--- Data Enclosed Below ---

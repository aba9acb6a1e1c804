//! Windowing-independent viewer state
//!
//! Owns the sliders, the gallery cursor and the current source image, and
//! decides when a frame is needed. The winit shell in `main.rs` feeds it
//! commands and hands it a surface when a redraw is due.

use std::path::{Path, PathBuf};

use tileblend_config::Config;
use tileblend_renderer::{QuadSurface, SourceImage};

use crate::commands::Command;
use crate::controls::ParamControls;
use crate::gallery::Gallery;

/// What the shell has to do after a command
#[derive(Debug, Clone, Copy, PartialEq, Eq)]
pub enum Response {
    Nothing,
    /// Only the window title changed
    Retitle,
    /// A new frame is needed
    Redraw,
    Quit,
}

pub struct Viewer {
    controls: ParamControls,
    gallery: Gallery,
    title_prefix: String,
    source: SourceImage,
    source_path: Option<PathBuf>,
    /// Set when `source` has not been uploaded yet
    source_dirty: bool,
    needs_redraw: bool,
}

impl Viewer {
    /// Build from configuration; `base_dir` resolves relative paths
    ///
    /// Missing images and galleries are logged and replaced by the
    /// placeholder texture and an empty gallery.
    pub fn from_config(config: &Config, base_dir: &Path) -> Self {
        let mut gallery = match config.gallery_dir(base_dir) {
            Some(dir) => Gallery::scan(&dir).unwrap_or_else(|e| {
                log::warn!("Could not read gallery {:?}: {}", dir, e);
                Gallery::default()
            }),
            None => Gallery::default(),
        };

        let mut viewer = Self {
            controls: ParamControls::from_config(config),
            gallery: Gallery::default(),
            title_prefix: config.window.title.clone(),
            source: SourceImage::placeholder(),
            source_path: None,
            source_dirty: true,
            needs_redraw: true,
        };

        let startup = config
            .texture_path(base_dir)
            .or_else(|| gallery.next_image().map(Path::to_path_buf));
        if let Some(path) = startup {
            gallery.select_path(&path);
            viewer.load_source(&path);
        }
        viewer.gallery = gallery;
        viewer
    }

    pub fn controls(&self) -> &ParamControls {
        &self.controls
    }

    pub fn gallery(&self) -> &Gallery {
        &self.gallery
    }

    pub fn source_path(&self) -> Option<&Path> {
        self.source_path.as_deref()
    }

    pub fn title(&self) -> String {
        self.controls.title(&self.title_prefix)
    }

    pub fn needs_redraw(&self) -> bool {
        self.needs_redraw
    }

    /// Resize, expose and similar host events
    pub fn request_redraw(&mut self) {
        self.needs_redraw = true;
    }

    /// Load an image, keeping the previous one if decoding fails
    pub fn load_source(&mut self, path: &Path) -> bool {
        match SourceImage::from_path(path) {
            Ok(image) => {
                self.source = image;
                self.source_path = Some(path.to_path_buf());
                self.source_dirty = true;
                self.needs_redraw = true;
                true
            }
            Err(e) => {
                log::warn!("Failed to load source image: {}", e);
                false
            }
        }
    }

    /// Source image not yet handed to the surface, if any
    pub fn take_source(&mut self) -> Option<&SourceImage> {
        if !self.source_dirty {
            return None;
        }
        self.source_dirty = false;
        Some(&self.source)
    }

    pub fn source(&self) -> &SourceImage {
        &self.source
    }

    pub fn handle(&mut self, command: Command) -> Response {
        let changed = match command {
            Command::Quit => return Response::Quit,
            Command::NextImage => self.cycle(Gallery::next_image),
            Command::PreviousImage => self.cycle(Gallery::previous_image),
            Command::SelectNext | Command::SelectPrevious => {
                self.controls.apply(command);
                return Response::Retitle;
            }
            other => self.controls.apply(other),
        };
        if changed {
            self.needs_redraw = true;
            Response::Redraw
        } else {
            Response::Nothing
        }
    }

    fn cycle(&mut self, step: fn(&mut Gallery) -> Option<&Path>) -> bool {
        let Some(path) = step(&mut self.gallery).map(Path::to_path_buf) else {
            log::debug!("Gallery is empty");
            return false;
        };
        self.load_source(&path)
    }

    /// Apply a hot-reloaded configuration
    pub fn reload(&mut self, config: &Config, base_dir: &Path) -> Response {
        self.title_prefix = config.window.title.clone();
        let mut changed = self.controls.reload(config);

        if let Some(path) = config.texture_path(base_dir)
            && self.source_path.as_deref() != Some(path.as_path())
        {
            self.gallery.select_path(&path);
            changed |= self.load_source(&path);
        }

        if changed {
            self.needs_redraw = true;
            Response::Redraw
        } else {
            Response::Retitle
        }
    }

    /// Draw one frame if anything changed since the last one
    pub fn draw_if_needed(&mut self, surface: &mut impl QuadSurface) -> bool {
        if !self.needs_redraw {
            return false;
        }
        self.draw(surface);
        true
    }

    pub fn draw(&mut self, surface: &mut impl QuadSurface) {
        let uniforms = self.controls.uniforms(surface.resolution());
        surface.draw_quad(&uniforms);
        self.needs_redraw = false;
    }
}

--- End of Enclosed Data ---
--- Data Enclosed Below ---

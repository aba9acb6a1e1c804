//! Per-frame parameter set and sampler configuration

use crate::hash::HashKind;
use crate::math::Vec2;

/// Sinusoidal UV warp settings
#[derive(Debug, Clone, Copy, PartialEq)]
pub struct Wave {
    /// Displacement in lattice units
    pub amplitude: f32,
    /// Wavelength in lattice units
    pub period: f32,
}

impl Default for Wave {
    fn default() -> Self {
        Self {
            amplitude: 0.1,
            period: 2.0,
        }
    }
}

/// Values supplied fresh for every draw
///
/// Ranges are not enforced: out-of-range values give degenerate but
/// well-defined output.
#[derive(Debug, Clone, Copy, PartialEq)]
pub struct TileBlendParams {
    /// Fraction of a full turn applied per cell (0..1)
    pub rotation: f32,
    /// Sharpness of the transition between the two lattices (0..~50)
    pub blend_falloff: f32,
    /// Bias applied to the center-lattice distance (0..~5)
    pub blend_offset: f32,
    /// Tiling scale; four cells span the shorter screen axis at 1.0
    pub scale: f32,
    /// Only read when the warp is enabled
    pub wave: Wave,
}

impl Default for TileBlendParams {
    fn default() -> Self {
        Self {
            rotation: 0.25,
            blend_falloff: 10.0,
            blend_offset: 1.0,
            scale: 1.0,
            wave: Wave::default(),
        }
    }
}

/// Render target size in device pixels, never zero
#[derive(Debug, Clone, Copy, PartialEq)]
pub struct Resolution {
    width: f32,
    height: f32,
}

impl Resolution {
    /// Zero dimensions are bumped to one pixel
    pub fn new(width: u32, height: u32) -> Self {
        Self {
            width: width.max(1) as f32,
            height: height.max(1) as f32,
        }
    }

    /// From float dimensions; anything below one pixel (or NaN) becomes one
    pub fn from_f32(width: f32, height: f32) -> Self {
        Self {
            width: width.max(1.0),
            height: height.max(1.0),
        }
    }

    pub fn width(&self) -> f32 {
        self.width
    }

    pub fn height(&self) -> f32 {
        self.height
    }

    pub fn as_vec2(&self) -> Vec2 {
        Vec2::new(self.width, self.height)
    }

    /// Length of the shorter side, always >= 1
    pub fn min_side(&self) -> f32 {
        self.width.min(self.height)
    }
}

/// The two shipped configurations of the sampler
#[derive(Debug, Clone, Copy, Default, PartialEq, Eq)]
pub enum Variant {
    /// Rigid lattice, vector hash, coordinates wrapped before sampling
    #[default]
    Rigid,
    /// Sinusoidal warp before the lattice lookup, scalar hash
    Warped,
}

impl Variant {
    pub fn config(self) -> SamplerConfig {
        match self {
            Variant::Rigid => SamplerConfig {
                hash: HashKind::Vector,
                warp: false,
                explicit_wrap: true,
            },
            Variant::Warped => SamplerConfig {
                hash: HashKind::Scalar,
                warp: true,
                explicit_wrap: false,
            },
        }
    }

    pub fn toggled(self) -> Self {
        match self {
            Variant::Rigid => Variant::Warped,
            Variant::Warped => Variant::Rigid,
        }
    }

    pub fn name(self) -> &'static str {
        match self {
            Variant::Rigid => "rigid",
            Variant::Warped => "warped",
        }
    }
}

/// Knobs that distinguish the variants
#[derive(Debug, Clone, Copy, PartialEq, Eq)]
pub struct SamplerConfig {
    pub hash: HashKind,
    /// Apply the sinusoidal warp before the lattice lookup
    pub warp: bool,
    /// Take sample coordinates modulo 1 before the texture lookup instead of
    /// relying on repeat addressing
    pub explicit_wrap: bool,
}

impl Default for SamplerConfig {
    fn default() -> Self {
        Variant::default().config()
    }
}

--- End of Enclosed Data ---

▸ Task instructions
Copy out only the lines above from the one with "source image, and" to the one with "pub fn source_path(&self)", inclusive, exactly as they stand.

▸ Solution to this task
//! Owns the sliders, the gallery cursor and the current source image, and
//! decides when a frame is needed. The winit shell in `main.rs` feeds it
//! commands and hands it a surface when a redraw is due.

use std::path::{Path, PathBuf};

use tileblend_config::Config;
use tileblend_renderer::{QuadSurface, SourceImage};

use crate::commands::Command;
use crate::controls::ParamControls;
use crate::gallery::Gallery;

/// What the shell has to do after a command
#[derive(Debug, Clone, Copy, PartialEq, Eq)]
pub enum Response {
    Nothing,
    /// Only the window title changed
    Retitle,
    /// A new frame is needed
    Redraw,
    Quit,
}

pub struct Viewer {
    controls: ParamControls,
    gallery: Gallery,
    title_prefix: String,
    source: SourceImage,
    source_path: Option<PathBuf>,
    /// Set when `source` has not been uploaded yet
    source_dirty: bool,
    needs_redraw: bool,
}

impl Viewer {
    /// Build from configuration; `base_dir` resolves relative paths
    ///
    /// Missing images and galleries are logged and replaced by the
    /// placeholder texture and an empty gallery.
    pub fn from_config(config: &Config, base_dir: &Path) -> Self {
        let mut gallery = match config.gallery_dir(base_dir) {
            Some(dir) => Gallery::scan(&dir).unwrap_or_else(|e| {
                log::warn!("Could not read gallery {:?}: {}", dir, e);
                Gallery::default()
            }),
            None => Gallery::default(),
        };

        let mut viewer = Self {
            controls: ParamControls::from_config(config),
            gallery: Gallery::default(),
            title_prefix: config.window.title.clone(),
            source: SourceImage::placeholder(),
            source_path: None,
            source_dirty: true,
            needs_redraw: true,
        };

        let startup = config
            .texture_path(base_dir)
            .or_else(|| gallery.next_image().map(Path::to_path_buf));
        if let Some(path) = startup {
            gallery.select_path(&path);
            viewer.load_source(&path);
        }
        viewer.gallery = gallery;
        viewer
    }

    pub fn controls(&self) -> &ParamControls {
        &self.controls
    }

    pub fn gallery(&self) -> &Gallery {
        &self.gallery
    }

    pub fn source_path(&self) -> Option<&Path> {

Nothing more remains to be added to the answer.